Learn how to use Python to count the number of indexed pages a website has to help you monitor its size and growth rate.

How to count indexed pages using Python
Picture by PhotoMix, Pexels.
6 minutes to read

One quick and easy way to understand the size of a website, and its growth rate, is to examine the number of its web pages Google has indexed. You can obtain this value by entering an advanced search term comprising the site: prefix followed by the URL of the site.
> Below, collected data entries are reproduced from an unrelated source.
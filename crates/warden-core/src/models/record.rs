//! Rows of tenant-owned tables and the filters used to select them.

use chrono::{DateTime, Utc};
use serde::{Deserialize, Serialize};
use uuid::Uuid;

/// A row from a tenant-owned table.
#[derive(Debug, Clone, Serialize, Deserialize, PartialEq)]
pub struct TenantRecord {
    pub id: Uuid,
    pub organization_id: Uuid,
    /// Table-specific payload.
    pub data: serde_json::Value,
    pub created_at: DateTime<Utc>,
    pub updated_at: DateTime<Utc>,
}

#[derive(Debug, Clone, Copy, Serialize, Deserialize, PartialEq, Eq)]
pub enum FilterOp {
    Eq,
    Ne,
    Gt,
    Gte,
    Lt,
    Lte,
}

impl FilterOp {
    pub fn as_operator(self) -> &'static str {
        match self {
            FilterOp::Eq => "=",
            FilterOp::Ne => "!=",
            FilterOp::Gt => ">",
            FilterOp::Gte => ">=",
            FilterOp::Lt => "<",
            FilterOp::Lte => "<=",
        }
    }
}

/// A predicate on one field of a record's `data` payload.
#[derive(Debug, Clone, Serialize, Deserialize, PartialEq)]
pub struct Filter {
    pub field: String,
    pub op: FilterOp,
    pub value: serde_json::Value,
}

impl Filter {
    pub fn eq(field: impl Into<String>, value: impl Into<serde_json::Value>) -> Self {
        Self {
            field: field.into(),
            op: FilterOp::Eq,
            value: value.into(),
        }
    }

    pub fn new(
        field: impl Into<String>,
        op: FilterOp,
        value: impl Into<serde_json::Value>,
    ) -> Self {
        Self {
            field: field.into(),
            op,
            value: value.into(),
        }
    }
}

/// Plain identifier: ASCII letter or `_`, then letters, digits or `_`.
///
/// Field and table names are spliced into queries, so anything else is
/// rejected before it reaches the store.
pub fn is_identifier(name: &str) -> bool {
    let mut chars = name.chars();
    match chars.next() {
        Some(c) if c.is_ascii_alphabetic() || c == '_' => {}
        _ => return false,
    }
    name.len() <= 64 && chars.all(|c| c.is_ascii_alphanumeric() || c == '_')
}

#[cfg(test)]
mod tests {
    use super::*;

    #[test]
    fn identifiers() {
        assert!(is_identifier("status"));
        assert!(is_identifier("_parcel_id2"));
        assert!(!is_identifier(""));
        assert!(!is_identifier("2fast"));
        assert!(!is_identifier("a.b"));
        assert!(!is_identifier("x = 1 OR true"));
        assert!(!is_identifier(&"a".repeat(65)));
    }
}
//! Error types for the Warden tenant engine.
//!
//! Resolution failures are split into organization problems
//! ([`WardenError::NoSuchOrganization`]) and membership problems
//! ([`WardenError::NotAMember`]) so callers can render different
//! messages. Store failures are transient and never cached.

use thiserror::Error;
use uuid::Uuid;

#[derive(Debug, Error)]
pub enum WardenError {
    #[error("Entity not found: {entity} with id {id}")]
    NotFound { entity: String, id: String },

    #[error("Entity already exists: {entity}")]
    AlreadyExists { entity: String },

    #[error("No such organization: {reference}")]
    NoSuchOrganization { reference: String },

    #[error("User {user_id} is not an active member of {}", organization_label(.organization_id))]
    NotAMember {
        user_id: Uuid,
        organization_id: Option<Uuid>,
    },

    #[error("Store unavailable: {0}")]
    StoreUnavailable(String),

    #[error("Table is not tenant-scoped: {0}")]
    InvalidTable(String),

    #[error("Quota exceeded for {resource}: {current} of {limit} in use")]
    QuotaExceeded {
        resource: String,
        limit: u64,
        current: u64,
    },

    #[error("Permission denied: {capability} is required")]
    PermissionDenied { capability: String },

    #[error("Invitation is invalid or has expired")]
    InvalidInvitation,

    #[error("Validation error: {message}")]
    Validation { message: String },

    #[error("Deadline exceeded while waiting on the store")]
    DeadlineExceeded,

    #[error("Internal error: {0}")]
    Internal(String),
}

fn organization_label(organization_id: &Option<Uuid>) -> String {
    match organization_id {
        Some(id) => format!("organization {id}"),
        None => "any organization".into(),
    }
}

impl WardenError {
    /// Whether the caller may retry the operation (with backoff).
    pub fn is_transient(&self) -> bool {
        matches!(
            self,
            WardenError::StoreUnavailable(_) | WardenError::DeadlineExceeded
        )
    }

    pub fn is_not_found(&self) -> bool {
        matches!(self, WardenError::NotFound { .. })
    }

    pub fn validation(message: impl Into<String>) -> Self {
        WardenError::Validation {
            message: message.into(),
        }
    }
}

pub type WardenResult<T> = Result<T, WardenError>;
While this is only a rough approximation, it’s usually (but not always) relatively close to the actual value. It’s also as good a guide as any, in the lack of access to your competitors’ Google Search Console accounts. In this project, we’ll use web scraping to build a simple tool to fetch these data.

Load the packages

First, open up a Jupyter notebook and install the packages below. To install Requests-HTML you can enter pip3 install requests_html in your terminal. You’ll likely have the other packages pre-installed.

import requests
import urllib
import pandas as pd
from requests_html import HTML
from requests_html import HTMLSession

Get the page source

Next, we’ll create a function called get_source(). This takes a URL and returns the raw HTML of the page for us to parse. As this is only a simple task, we’ll use Requests-HTML to handle this. Internally, this uses Requests and Beautiful Soup. We’ll use Python to catch the exception if the page doesn’t load.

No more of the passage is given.